*TASK STATEMENT*
Copy out each line of the data holding "expected".

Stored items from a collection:
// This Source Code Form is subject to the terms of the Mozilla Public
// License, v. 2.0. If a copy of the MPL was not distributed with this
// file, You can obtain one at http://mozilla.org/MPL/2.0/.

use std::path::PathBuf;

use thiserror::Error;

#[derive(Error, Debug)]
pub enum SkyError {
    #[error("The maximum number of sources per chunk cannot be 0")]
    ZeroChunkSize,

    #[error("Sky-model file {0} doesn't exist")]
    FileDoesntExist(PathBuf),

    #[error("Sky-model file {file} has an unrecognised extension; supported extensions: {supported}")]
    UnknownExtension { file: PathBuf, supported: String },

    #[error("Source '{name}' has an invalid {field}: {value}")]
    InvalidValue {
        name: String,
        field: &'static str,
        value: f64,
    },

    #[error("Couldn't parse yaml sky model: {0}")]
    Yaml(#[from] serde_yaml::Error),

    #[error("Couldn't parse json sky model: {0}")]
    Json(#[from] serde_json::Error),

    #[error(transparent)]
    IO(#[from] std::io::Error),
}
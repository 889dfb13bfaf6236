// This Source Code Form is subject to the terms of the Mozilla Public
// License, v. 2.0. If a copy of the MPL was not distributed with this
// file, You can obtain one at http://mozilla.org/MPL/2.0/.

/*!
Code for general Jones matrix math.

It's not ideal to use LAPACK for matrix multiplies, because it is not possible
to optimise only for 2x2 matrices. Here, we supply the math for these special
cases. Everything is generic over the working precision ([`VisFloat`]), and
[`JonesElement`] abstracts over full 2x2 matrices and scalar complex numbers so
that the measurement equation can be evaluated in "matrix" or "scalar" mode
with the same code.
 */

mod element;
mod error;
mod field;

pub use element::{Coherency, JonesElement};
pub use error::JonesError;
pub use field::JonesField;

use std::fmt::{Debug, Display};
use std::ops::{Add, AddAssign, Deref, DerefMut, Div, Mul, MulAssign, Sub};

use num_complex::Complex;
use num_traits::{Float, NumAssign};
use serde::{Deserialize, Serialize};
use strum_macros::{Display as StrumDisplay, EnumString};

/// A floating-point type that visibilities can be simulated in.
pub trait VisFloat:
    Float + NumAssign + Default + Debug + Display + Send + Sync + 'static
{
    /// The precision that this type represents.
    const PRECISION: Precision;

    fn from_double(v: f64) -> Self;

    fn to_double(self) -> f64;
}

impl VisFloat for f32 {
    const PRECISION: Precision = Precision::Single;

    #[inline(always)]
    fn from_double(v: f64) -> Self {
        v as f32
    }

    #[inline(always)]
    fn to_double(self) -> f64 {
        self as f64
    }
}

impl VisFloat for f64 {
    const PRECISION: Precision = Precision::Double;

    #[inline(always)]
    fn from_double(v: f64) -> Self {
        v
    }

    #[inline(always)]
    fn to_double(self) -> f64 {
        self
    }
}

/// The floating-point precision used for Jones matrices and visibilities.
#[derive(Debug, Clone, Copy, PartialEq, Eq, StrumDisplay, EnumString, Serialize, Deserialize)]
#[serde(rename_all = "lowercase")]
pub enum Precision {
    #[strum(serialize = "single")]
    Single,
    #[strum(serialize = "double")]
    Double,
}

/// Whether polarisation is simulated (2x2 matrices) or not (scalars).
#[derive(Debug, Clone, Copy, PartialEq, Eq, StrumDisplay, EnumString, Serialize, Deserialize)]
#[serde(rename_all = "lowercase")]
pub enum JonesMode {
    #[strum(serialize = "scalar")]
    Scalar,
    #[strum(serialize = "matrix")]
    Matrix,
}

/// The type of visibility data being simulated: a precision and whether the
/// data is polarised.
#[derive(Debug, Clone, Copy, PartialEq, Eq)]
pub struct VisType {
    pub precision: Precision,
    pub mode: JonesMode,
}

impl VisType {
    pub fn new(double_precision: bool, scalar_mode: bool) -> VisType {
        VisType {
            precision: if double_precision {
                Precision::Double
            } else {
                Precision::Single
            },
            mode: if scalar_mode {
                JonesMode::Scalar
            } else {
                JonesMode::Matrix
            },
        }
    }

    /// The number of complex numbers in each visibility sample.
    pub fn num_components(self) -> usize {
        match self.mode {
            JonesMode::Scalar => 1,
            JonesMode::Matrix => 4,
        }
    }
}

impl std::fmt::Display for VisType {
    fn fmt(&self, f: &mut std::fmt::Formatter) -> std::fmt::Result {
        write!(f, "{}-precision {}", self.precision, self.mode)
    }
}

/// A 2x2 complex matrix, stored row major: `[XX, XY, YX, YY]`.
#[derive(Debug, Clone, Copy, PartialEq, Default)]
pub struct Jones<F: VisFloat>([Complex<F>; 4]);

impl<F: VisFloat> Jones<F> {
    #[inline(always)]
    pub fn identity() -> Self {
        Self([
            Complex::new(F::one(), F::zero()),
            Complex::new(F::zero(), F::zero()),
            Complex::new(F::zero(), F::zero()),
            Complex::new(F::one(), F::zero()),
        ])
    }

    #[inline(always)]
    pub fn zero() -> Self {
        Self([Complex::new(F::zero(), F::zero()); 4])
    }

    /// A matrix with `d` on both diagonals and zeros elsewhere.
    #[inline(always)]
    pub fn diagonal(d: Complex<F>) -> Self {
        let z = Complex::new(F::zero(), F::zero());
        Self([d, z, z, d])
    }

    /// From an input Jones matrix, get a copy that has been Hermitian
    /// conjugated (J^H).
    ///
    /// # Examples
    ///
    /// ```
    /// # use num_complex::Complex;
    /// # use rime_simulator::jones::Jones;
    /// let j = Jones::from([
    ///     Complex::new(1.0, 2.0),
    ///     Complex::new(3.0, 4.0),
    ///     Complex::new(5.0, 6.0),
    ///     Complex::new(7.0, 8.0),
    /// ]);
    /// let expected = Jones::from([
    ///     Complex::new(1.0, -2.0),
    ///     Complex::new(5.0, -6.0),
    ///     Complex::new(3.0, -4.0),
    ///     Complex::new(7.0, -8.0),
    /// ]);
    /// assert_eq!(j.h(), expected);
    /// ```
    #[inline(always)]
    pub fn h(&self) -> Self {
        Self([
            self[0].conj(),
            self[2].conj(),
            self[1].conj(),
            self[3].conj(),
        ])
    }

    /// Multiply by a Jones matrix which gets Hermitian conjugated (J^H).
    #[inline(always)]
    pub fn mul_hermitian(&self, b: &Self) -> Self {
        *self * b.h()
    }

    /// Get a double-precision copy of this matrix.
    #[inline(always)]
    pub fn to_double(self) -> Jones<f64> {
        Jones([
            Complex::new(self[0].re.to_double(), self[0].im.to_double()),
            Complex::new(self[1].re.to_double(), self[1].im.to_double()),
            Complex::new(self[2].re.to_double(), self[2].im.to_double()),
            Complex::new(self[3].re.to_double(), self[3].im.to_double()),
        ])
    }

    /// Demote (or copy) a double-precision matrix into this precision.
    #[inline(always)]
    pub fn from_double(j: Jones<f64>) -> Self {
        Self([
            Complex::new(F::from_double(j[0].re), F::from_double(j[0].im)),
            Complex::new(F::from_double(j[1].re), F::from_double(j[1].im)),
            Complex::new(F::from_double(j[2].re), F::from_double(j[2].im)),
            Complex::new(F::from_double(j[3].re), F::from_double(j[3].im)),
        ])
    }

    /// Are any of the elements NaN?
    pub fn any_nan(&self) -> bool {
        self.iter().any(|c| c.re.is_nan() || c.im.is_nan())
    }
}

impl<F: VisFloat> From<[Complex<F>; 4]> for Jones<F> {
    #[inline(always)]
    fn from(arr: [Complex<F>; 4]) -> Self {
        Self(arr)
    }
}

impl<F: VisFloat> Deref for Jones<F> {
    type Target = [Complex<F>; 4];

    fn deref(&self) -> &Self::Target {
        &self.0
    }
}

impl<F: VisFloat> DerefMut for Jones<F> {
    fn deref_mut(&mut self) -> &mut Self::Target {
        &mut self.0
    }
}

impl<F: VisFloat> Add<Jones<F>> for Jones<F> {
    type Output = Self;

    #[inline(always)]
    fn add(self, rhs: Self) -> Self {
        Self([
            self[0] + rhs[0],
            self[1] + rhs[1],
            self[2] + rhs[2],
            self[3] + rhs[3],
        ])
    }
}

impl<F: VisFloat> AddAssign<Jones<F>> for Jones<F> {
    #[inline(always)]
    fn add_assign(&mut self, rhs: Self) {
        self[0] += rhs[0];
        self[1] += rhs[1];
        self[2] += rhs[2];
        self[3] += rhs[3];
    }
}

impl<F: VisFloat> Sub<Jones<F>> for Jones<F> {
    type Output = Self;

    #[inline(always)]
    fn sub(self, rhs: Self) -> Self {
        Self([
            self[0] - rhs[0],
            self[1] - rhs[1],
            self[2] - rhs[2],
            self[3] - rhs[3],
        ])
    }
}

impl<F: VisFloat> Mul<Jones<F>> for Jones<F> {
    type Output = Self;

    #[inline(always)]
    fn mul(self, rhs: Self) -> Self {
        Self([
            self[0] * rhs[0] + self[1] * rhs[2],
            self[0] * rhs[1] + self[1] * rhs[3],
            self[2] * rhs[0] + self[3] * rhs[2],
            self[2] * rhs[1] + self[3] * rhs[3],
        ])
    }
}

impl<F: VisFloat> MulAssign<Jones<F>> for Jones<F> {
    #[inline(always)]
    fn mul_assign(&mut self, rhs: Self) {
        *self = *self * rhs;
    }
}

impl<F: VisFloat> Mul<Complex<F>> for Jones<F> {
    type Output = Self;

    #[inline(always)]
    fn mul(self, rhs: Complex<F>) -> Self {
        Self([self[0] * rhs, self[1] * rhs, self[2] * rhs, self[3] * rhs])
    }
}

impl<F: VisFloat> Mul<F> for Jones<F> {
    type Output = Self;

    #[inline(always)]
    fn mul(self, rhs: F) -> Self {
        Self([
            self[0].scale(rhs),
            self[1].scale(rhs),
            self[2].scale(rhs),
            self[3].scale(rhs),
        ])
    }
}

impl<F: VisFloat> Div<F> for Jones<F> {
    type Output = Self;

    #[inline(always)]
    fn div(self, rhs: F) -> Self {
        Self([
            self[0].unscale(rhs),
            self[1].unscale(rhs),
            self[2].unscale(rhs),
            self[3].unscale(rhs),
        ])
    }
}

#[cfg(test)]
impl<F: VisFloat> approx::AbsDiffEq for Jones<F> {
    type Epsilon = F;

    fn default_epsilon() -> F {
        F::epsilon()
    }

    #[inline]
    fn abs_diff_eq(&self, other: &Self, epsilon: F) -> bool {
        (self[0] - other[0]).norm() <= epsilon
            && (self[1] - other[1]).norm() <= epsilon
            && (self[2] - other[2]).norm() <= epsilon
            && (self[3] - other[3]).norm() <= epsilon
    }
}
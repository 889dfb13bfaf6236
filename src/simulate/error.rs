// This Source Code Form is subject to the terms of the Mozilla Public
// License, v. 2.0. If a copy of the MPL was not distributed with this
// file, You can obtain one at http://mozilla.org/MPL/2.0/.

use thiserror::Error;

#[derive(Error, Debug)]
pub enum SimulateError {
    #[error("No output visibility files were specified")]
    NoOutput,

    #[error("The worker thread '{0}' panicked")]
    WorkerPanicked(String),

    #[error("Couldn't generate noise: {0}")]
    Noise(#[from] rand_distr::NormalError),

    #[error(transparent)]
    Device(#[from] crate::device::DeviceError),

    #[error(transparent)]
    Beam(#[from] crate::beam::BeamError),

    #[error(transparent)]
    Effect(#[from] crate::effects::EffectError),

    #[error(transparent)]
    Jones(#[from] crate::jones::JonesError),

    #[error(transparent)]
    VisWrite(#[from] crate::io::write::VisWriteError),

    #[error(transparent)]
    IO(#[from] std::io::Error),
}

*ANSWER AREA*
    /// let expected = Jones::from([
    /// assert_eq!(j.h(), expected);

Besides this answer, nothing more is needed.